Plusieurs voix s’élèvent contre les PPP qui, quoiqu’on en dise, ne contribuent pas à la richesse collective du Québec. Même le vérificateur général émet de sérieux doutes quant à l’efficacité et le bien fondé des PPP. Dans un rapport datant de novembre 2009, il allègue que le gouvernement Charest fonde ses politiques sur des principes idéologiques plutôt qu’économiques.
Malgré tout, le gouvernement continue d’éreinter la société d’État et de «lui suggérer des décisions d’affaires qui n’ont rien à voir avec les intérêts de la collectivité», comme le souligne Réjean Porlier. Sous l’influence de pressions partisanes et pour enrichir le milieu des affaires, ce gouvernement freine invariablement le développement du Québec et hypothèque son avenir.
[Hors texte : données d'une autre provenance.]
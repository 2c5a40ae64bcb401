use std::fs::File;
use std::io::{Read, Seek, SeekFrom};
use std::path::{Path, PathBuf};

use serde::Deserialize;
use tracing::{info, warn};

use crate::backend::PowerSource;
use crate::error::{EapoError, Result};

const COMPONENT: &str = "telemetry";

/// Unit of the raw number found in a power file.
#[derive(Debug, Clone, Copy, PartialEq, Eq, Default, Deserialize)]
#[serde(rename_all = "lowercase")]
pub enum PowerUnit {
    Watts,
    Milliwatts,
    #[default]
    Microwatts,
}

impl PowerUnit {
    pub fn to_watts(self, raw: f64) -> f64 {
        match self {
            PowerUnit::Watts => raw,
            PowerUnit::Milliwatts => raw / 1_000.0,
            PowerUnit::Microwatts => raw / 1_000_000.0,
        }
    }
}

/// Constant power draw.
#[derive(Debug, Clone, Copy)]
pub struct FixedPowerSource {
    watts: f64,
}

impl FixedPowerSource {
    pub fn new(watts: f64) -> Self {
        Self { watts }
    }
}

impl PowerSource for FixedPowerSource {
    fn sample_watts(&self) -> Result<f64> {
        Ok(self.watts)
    }
}

/// Reads a sysfs-style file holding the current power draw as one number,
/// e.g. `/sys/class/power_supply/BAT0/power_now` or hwmon `power1_input`.
///
/// The file stays open for the lifetime of the source and is re-read from
/// offset 0 on every sample.
#[derive(Debug)]
pub struct SysfsPowerSource {
    path: PathBuf,
    file: File,
    unit: PowerUnit,
}

impl SysfsPowerSource {
    pub fn open<P: AsRef<Path>>(path: P, unit: PowerUnit) -> Result<Self> {
        let path = path.as_ref().to_path_buf();
        let file = File::open(&path).map_err(|e| {
            EapoError::external(COMPONENT, format!("cannot open {}: {}", path.display(), e))
        })?;
        let source = Self { path, file, unit };
        // Fail at open time rather than on the first trial.
        source.sample_watts()?;
        Ok(source)
    }

}

impl PowerSource for SysfsPowerSource {
    fn sample_watts(&self) -> Result<f64> {
        let read_err =
            |e: std::io::Error| EapoError::external(COMPONENT, format!("{}: {}", self.path.display(), e));

        let mut file = &self.file;
        file.seek(SeekFrom::Start(0)).map_err(read_err)?;
        let mut raw = String::new();
        file.read_to_string(&mut raw).map_err(read_err)?;

        let value: f64 = raw.trim().parse().map_err(|_| {
            EapoError::external(
                COMPONENT,
                format!("{}: not a number: {:?}", self.path.display(), raw.trim()),
            )
        })?;
        Ok(self.unit.to_watts(value))
    }
}

/// Power telemetry held for the duration of one run.
///
/// Acquired once when a run starts and released when dropped, whichever way
/// the run ends. A missing or unreadable source is not an error: the session
/// simply has no source and every energy figure will be 0.
pub struct Telemetry {
    source: Option<Box<dyn PowerSource>>,
    label: String,
}

impl Telemetry {
    /// Open the configured power file, degrading to no source on failure.
    pub fn acquire(path: Option<&Path>, unit: PowerUnit) -> Self {
        let Some(path) = path else {
            info!("no power source configured; energy will be reported as 0");
            return Self::disabled();
        };

        match SysfsPowerSource::open(path, unit) {
            Ok(source) => {
                info!(path = %path.display(), ?unit, "power telemetry acquired");
                Self {
                    source: Some(Box::new(source)),
                    label: path.display().to_string(),
                }
            }
            Err(e) => {
                warn!(error = %e, "power telemetry unavailable; energy will be reported as 0");
                Self::disabled()
            }
        }
    }

    pub fn disabled() -> Self {
        Self {
            source: None,
            label: "none".to_string(),
        }
    }

    pub fn source(&self) -> Option<&dyn PowerSource> {
        self.source.as_deref()
    }
}

impl Drop for Telemetry {
    fn drop(&mut self) {
        if self.source.is_some() {
            info!(source = %self.label, "power telemetry released");
        }
    }
}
À ce propos, le dirigeant syndical cite le prof Lauzon qui rappelle qu’Hydro-Québec contribue à elle seule autant aux revenus annuels du gouvernement québécois que l’ensemble des 300 000 compagnies «imposables» de la province. Alors qu’elles ne paient que 3 milliards de dollars en impôts sur le revenu et en taxes sur le capital, le gouvernement du Québec subventionne pourtant ces compagnies à hauteur de 5 milliards de dollars.
«Alors pour la contribution des entreprises privée à la création de la richesse collective, on repassera», conclut Réjean Porlier.